Sinais que pedem atenção
O corpo é sábio. E costuma ser o primeiro a sinalizar que algo não vai bem mesmo quando a mente insiste em seguir no automático. A lógica da produtividade tóxica é a grande vilã nesse cenário. Vivemos em uma cultura onde o trabalho não é apenas uma necessidade, mas um fim em si mesmo.
A pressão para estar sempre produzindo, sempre fazendo mais e mais, cria um ciclo de exaustão mental e física, e faz com que a pausa, o descanso e até o simples “não fazer” sejam vistos como fraquezas. O desânimo no trabalho afeta o corpo e a mente e sintomas como fadiga persistente, insônia, dores no corpo, crises de ansiedade, esquecimentos e até sintomas de despersonalização são sinais de que o sistema entrou em modo de alerta.
“Quando a mente começa a desacelerar à força com crises de choro, apatia e perda de prazer, é sinal de que algo precisa ser revisto. Não é frescura e nem fraqueza, é um chamado para se escutar”, afirma.

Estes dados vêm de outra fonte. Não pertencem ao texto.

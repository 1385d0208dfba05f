//! Task orchestration.
//!
//! One orchestrator run takes a task from its start URL to a terminal
//! status: plan, then for each step act, validate, score, and commit, with
//! bounded retries at every level. The loop never panics its way out and
//! never returns an error; whatever happens is folded into the final
//! [`TaskReport`].
//!
//! Budgets, not hope, end a bad run: a step that keeps failing hits the
//! retry ceiling (`stuck`), a run that keeps executing hits the step budget
//! (`failed`), and a commit that keeps racing hits the commit retry limit
//! (`failed`). Cancellation is honored between steps only, so one step's
//! side effects are never half-applied.

use crate::capture::{CaptureRecord, CaptureSink};
use crate::config::OrchestratorConfig;
use crate::errors::EngineError;
use crate::executor::ActionExecutor;
use crate::planner::{plan_with_timeout, PlanContext, Planner};
use crate::scorer::CaptureScorer;
use crate::store::{CommitOutcome, ContextMutation, ContextStore, TaskContext};
use crate::types::{ActionOutcome, Step, TaskReport, TaskRequest, TaskStatus};
use crate::validator::{StateValidator, Verdict};
use chrono::Utc;
use std::collections::VecDeque;
use std::sync::Arc;
use std::time::Duration;
use tokio_util::sync::CancellationToken;
use tracing::{debug, info, instrument, warn};

/// Drives one task at a time through the plan/act/validate/score loop.
pub struct WorkflowOrchestrator {
    executor: ActionExecutor,
    validator: StateValidator,
    scorer: CaptureScorer,
    planner: Arc<dyn Planner>,
    store: Arc<ContextStore>,
    sink: Arc<dyn CaptureSink>,
    config: OrchestratorConfig,
}

/// Mutable per-run bookkeeping that lives outside the store.
struct RunState {
    plan: VecDeque<Step>,
    completed: Vec<Step>,
    steps_completed: usize,
    /// Executor invocations, retries included; bounded by the step budget
    steps_executed: usize,
    /// Consecutive failures of the step currently at the front of the plan
    retry_count: u32,
    last_transition_digest: Option<String>,
    final_url: Option<String>,
}

impl RunState {
    fn new(final_url: Option<String>) -> Self {
        Self {
            plan: VecDeque::new(),
            completed: Vec::new(),
            steps_completed: 0,
            steps_executed: 0,
            retry_count: 0,
            last_transition_digest: None,
            final_url,
        }
    }
}

impl WorkflowOrchestrator {
    pub fn new(
        executor: ActionExecutor,
        validator: StateValidator,
        scorer: CaptureScorer,
        planner: Arc<dyn Planner>,
        store: Arc<ContextStore>,
        sink: Arc<dyn CaptureSink>,
        config: OrchestratorConfig,
    ) -> Self {
        Self {
            executor,
            validator,
            scorer,
            planner,
            store,
            sink,
            config,
        }
    }

    /// Run the task to completion. Infallible by contract: every failure
    /// mode ends as a terminal status inside the report.
    #[instrument(skip(self, request, cancel))]
    pub async fn run(
        &self,
        task_id: &str,
        request: &TaskRequest,
        cancel: CancellationToken,
    ) -> TaskReport {
        let mut state = RunState::new(None);
        let (status, error) = match self.drive(task_id, request, &cancel, &mut state).await {
            Ok(exit) => exit,
            Err(e) => {
                warn!(error = %e, "task run aborted on engine error");
                (TaskStatus::Failed, Some(e.to_string()))
            }
        };
        self.finish(task_id, status, error, &state).await
    }

    async fn drive(
        &self,
        task_id: &str,
        request: &TaskRequest,
        cancel: &CancellationToken,
        state: &mut RunState,
    ) -> Result<(TaskStatus, Option<String>), EngineError> {
        let initial = self.executor.bootstrap(&request.start_url).await?;
        state.final_url = initial.url.clone();
        self.store.create(task_id, initial.clone()).await?;

        let planner_deadline = Duration::from_millis(self.config.planner_timeout_ms);
        let plan_context = PlanContext {
            completed_steps: Vec::new(),
            recent_snapshots: vec![initial.clone()],
            revision_reason: None,
        };
        let steps = plan_with_timeout(
            self.planner.as_ref(),
            &request.task_description,
            &initial,
            &plan_context,
            planner_deadline,
        )
        .await
        .map_err(|e| EngineError::PlannerError(format!("no initial plan: {e}")))?;

        if steps.is_empty() {
            info!("planner returned an empty plan; nothing to do");
            return Ok((TaskStatus::Completed, None));
        }
        info!(steps = steps.len(), "initial plan ready");
        state.plan = steps.into();

        loop {
            let Some(step) = state.plan.front().cloned() else {
                return Ok((TaskStatus::Completed, None));
            };

            if cancel.is_cancelled() {
                info!("cancellation observed between steps");
                return Ok((TaskStatus::Failed, Some("cancelled".to_string())));
            }
            if state.steps_executed >= self.config.step_budget {
                return Ok((
                    TaskStatus::Failed,
                    Some(format!(
                        "step budget of {} exhausted with {} plan steps left",
                        self.config.step_budget,
                        state.plan.len()
                    )),
                ));
            }
            state.steps_executed += 1;

            let outcome = self.executor.run(&step).await?;
            if let Some(url) = &outcome.after.url {
                state.final_url = Some(url.clone());
            }

            if !outcome.succeeded() {
                let summary = describe_exhaustion(&outcome);
                warn!(step = step.index, %summary, "cascade exhausted");
                self.commit_with_retry(task_id, |_| ContextMutation {
                    append_snapshot: Some(outcome.after.clone()),
                    ..Default::default()
                })
                .await?;
                if let Some(exit) = self.register_step_failure(state, &step, &summary) {
                    return Ok(exit);
                }
                continue;
            }

            let (ctx, _) = self.store.read(task_id).await?;
            let verdict = self.validator.classify(&step, &outcome, &ctx.history);
            let decision = self.scorer.decide(
                &step,
                &outcome,
                verdict.verdict,
                state.last_transition_digest.as_deref(),
                ctx.last_persisted_digest.as_deref(),
            );
            info!(
                step = step.index,
                verdict = %verdict.verdict,
                reward = decision.reward,
                persist = decision.persist,
                "step validated"
            );

            let capture = if decision.persist {
                self.persist_capture(task_id, request, &step, &outcome, &ctx, decision.reward, verdict.verdict)
                    .await?
            } else {
                None
            };

            let progresses = verdict.verdict.allows_progress();
            self.commit_with_retry(task_id, |fresh| ContextMutation {
                append_snapshot: Some(outcome.after.clone()),
                step_index: progresses.then_some(fresh.step_index + 1),
                status: None,
                add_capture: capture.clone(),
            })
            .await?;
            state.last_transition_digest = Some(outcome.after.digest.clone());

            if progresses {
                state.retry_count = 0;
                state.steps_completed += 1;
                if let Some(done) = state.plan.pop_front() {
                    state.completed.push(done);
                }
                continue;
            }

            if let Some(exit) = self.register_step_failure(state, &step, &verdict.rationale) {
                return Ok(exit);
            }
            if verdict.verdict == Verdict::Regression && self.config.replan_on_regression {
                self.replan(task_id, request, state, &verdict.rationale).await?;
            }
        }
    }

    /// Count a failed attempt of the current step against the retry ceiling.
    fn register_step_failure(
        &self,
        state: &mut RunState,
        step: &Step,
        reason: &str,
    ) -> Option<(TaskStatus, Option<String>)> {
        state.retry_count += 1;
        if state.retry_count >= self.config.step_retry_limit {
            return Some((
                TaskStatus::Stuck,
                Some(format!(
                    "step {} ({}) failed {} consecutive attempts; last: {reason}",
                    step.index, step.kind, state.retry_count
                )),
            ));
        }
        debug!(
            step = step.index,
            attempt = state.retry_count,
            limit = self.config.step_retry_limit,
            "step will be retried"
        );
        None
    }

    /// Ask the planner for a revised plan after a regression. A planner that
    /// errors out or returns nothing leaves the current plan in place; the
    /// retry ceiling still bounds the run.
    async fn replan(
        &self,
        task_id: &str,
        request: &TaskRequest,
        state: &mut RunState,
        reason: &str,
    ) -> Result<(), EngineError> {
        let (ctx, _) = self.store.read(task_id).await?;
        let Some(current) = ctx.latest_snapshot().cloned() else {
            return Ok(());
        };
        let plan_context = PlanContext {
            completed_steps: state.completed.clone(),
            recent_snapshots: ctx.history.clone(),
            revision_reason: Some(reason.to_string()),
        };
        let deadline = Duration::from_millis(self.config.planner_timeout_ms);
        match plan_with_timeout(
            self.planner.as_ref(),
            &request.task_description,
            &current,
            &plan_context,
            deadline,
        )
        .await
        {
            Ok(steps) if steps.is_empty() => {
                warn!("planner declined to revise; keeping current plan");
            }
            Ok(steps) => {
                info!(steps = steps.len(), "revised plan replaces remaining steps");
                state.plan = steps.into();
                state.retry_count = 0;
            }
            Err(e) => {
                warn!(error = %e, "replanning failed; keeping current plan");
            }
        }
        Ok(())
    }

    /// Hand the after-image to the sink and build the capture record. Sink
    /// trouble skips the record unless the sink is required.
    async fn persist_capture(
        &self,
        task_id: &str,
        request: &TaskRequest,
        step: &Step,
        outcome: &ActionOutcome,
        ctx: &TaskContext,
        reward: f64,
        verdict: Verdict,
    ) -> Result<Option<CaptureRecord>, EngineError> {
        let Some(image) = &outcome.after_image else {
            warn!(step = step.index, "no after image available; capture skipped");
            return Ok(None);
        };
        let mut record = CaptureRecord {
            task_id: task_id.to_string(),
            app_identifier: request.app_identifier.clone(),
            step_index: ctx.step_index,
            action_kind: step.kind,
            reward,
            verdict,
            timestamp: Utc::now(),
            detected_overlay_kind: outcome.after.primary_overlay(),
            digest: outcome.after.digest.clone(),
            stored_path: None,
        };
        match self.sink.persist(&record, image).await {
            Ok(path) => {
                record.stored_path = path;
                Ok(Some(record))
            }
            Err(e) if self.config.require_capture_sink => Err(EngineError::CaptureSinkError(
                format!("required sink refused capture: {e}"),
            )),
            Err(e) => {
                warn!(error = %e, "capture sink failed; state not persisted");
                Ok(None)
            }
        }
    }

    /// Commit a mutation built from a freshly read context, retrying on
    /// version races up to the configured limit.
    async fn commit_with_retry<F>(&self, task_id: &str, build: F) -> Result<u64, EngineError>
    where
        F: Fn(&TaskContext) -> ContextMutation,
    {
        for attempt in 0..=self.config.commit_retry_limit {
            if attempt > 0 {
                debug!(attempt, "re-reading context after commit rejection");
            }
            let (ctx, version) = self.store.read(task_id).await?;
            match self.store.commit(task_id, version, build(&ctx)).await? {
                CommitOutcome::Accepted { new_version } => return Ok(new_version),
                CommitOutcome::Rejected { .. } => continue,
            }
        }
        Err(EngineError::Internal(format!(
            "commit for task {task_id} still rejected after {} retries",
            self.config.commit_retry_limit
        )))
    }

    /// Record the terminal status and assemble the exit report.
    async fn finish(
        &self,
        task_id: &str,
        status: TaskStatus,
        error: Option<String>,
        state: &RunState,
    ) -> TaskReport {
        if let Err(e) = self
            .commit_with_retry(task_id, |_| ContextMutation {
                status: Some(status),
                ..Default::default()
            })
            .await
        {
            // The task may have died before its context was registered.
            debug!(error = %e, "terminal status not recorded in store");
        }

        let capture_list = match self.store.read(task_id).await {
            Ok((ctx, _)) => ctx.captures,
            Err(_) => Vec::new(),
        };
        let commits = self.store.commit_log(task_id).await.unwrap_or_default();

        info!(
            %status,
            steps = state.steps_completed,
            captures = capture_list.len(),
            "task finished"
        );
        TaskReport {
            task_id: task_id.to_string(),
            status,
            steps_completed: state.steps_completed,
            capture_list,
            final_url: state.final_url.clone(),
            error,
            commits,
        }
    }
}

fn describe_exhaustion(outcome: &ActionOutcome) -> String {
    match outcome.failures.last() {
        Some(last) => format!(
            "all drivers declined after {} attempts; last ({} {}): {}",
            outcome.failures.len(),
            last.layer,
            last.strategy,
            last.error
        ),
        None => "all drivers declined".to_string(),
    }
}
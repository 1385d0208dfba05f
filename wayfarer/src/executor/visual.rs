//! Layer 3: visual fallback.
//!
//! Last resort when neither document tree can produce the element. Works
//! from a screenshot alone: text targets are localized by recognition,
//! targetless clicks fall back to button-shaped regions from edge analysis,
//! and typing aims just below its matched label, where the field sits.
//! Pointer and keyboard events still go through the automation driver; the
//! visual capability never touches the page.

use crate::config::ExecutorConfig;
use crate::drivers::{AutomationDriver, ButtonRegion, TextRegion, VisualDriver};
use crate::errors::EngineError;
use crate::types::{ActionKind, Step};
use tracing::debug;

pub(super) async fn run(
    driver: &dyn AutomationDriver,
    visual: &dyn VisualDriver,
    step: &Step,
    config: &ExecutorConfig,
) -> Result<&'static str, EngineError> {
    if !matches!(step.kind, ActionKind::Click | ActionKind::Type) {
        return Err(EngineError::UnsupportedOperation(format!(
            "visual fallback does not apply to {} steps",
            step.kind
        )));
    }

    let shot = driver.screenshot().await?;

    match step.target.visual_needle() {
        Some(needle) => {
            let regions = visual.locate_text(&shot, needle).await?;
            let region = best_text_match(regions, config.visual_min_confidence).ok_or_else(
                || EngineError::ElementNotFound(format!("text '{needle}' not visible on screen")),
            )?;
            let (cx, cy) = region.center();
            debug!(needle, x = cx, y = cy, confidence = region.confidence, "visual text match");
            match step.kind {
                ActionKind::Type => {
                    let value = step.value.as_deref().ok_or_else(|| {
                        EngineError::InvalidTarget("type step is missing its input value".into())
                    })?;
                    // The matched region is the label; the field sits below it.
                    driver
                        .click_at(cx, cy + config.label_input_offset_px)
                        .await?;
                    driver.type_at_focus(value).await?;
                    Ok("visual_label_offset")
                }
                _ => {
                    driver.click_at(cx, cy).await?;
                    Ok("visual_text")
                }
            }
        }
        None => {
            if step.kind == ActionKind::Type {
                return Err(EngineError::InvalidTarget(format!(
                    "no visible text to anchor typing for '{}'",
                    step.target
                )));
            }
            let buttons = visual.locate_buttons(&shot).await?;
            let region = best_button(buttons, config).ok_or_else(|| {
                EngineError::ElementNotFound("no button-shaped regions on screen".into())
            })?;
            let (cx, cy) = region.center();
            debug!(x = cx, y = cy, "visual button match");
            driver.click_at(cx, cy).await?;
            Ok("visual_button")
        }
    }
}

/// Highest-confidence region above the floor; ties go to the topmost, then
/// leftmost, so repeated runs pick the same region.
fn best_text_match(regions: Vec<TextRegion>, min_confidence: f32) -> Option<TextRegion> {
    regions
        .into_iter()
        .filter(|r| r.confidence >= min_confidence)
        .min_by(|a, b| {
            b.confidence
                .total_cmp(&a.confidence)
                .then(a.y.total_cmp(&b.y))
                .then(a.x.total_cmp(&b.x))
        })
}

/// Topmost-leftmost region whose shape fits the configured button envelope.
fn best_button(buttons: Vec<ButtonRegion>, config: &ExecutorConfig) -> Option<ButtonRegion> {
    let (w_lo, w_hi) = config.button_width_range;
    let (h_lo, h_hi) = config.button_height_range;
    buttons
        .into_iter()
        .filter(|b| b.width > w_lo && b.width < w_hi && b.height > h_lo && b.height < h_hi)
        .min_by(|a, b| a.y.total_cmp(&b.y).then(a.x.total_cmp(&b.x)))
}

Nessa hora, comparar-se aos outros ou tentar “dar conta” pode agravar ainda mais o desgaste. Afinal, a ideia de que precisamos estar sempre motivados e disponíveis é uma armadilha. “Essa cobrança por produtividade constante é desumana. Não somos máquinas.”
Quando considerar uma mudança profissional
A partir do momento em que o trabalho passa a roubar energia, minar a autoestima e sufocar a criatividade, talvez seja a hora de encarar uma pergunta mais difícil: “Esse ainda é o meu lugar?”. A psicóloga reforça que recomeçar sem culpa é um ato de coragem e de cuidado. “É preciso escutar o próprio ritmo, aceitar os momentos de pausa e entender que valor não se mede só por performance”.
A resposta, claro, nem sempre é sair imediatamente. Mas pode ser o início de uma reavaliação sincera sobre o que se está sustentando e a que custo. “Quando o corpo adoece, o prazer desaparece e tudo vira obrigação. Quando a pessoa percebe que está apenas sobrevivendo, ou quando o ambiente impede o crescimento, anula quem se é. Mudar de emprego pode ser, sim, um ato de saúde”, reforça.
Antes da ruptura, o caminho pode passar por negociações, pausas estratégicas, novos acordos internos. E também por um mergulho em questões como identidade, pertencimento e expectativas. “As vezes, a resposta está na necessidade de reconhecimento. Outras, no medo da mudança. E tudo bem desde que a escolha não venha do piloto automático. Uma relação saudável com o trabalho não é feita de perfeição, mas de lucidez.”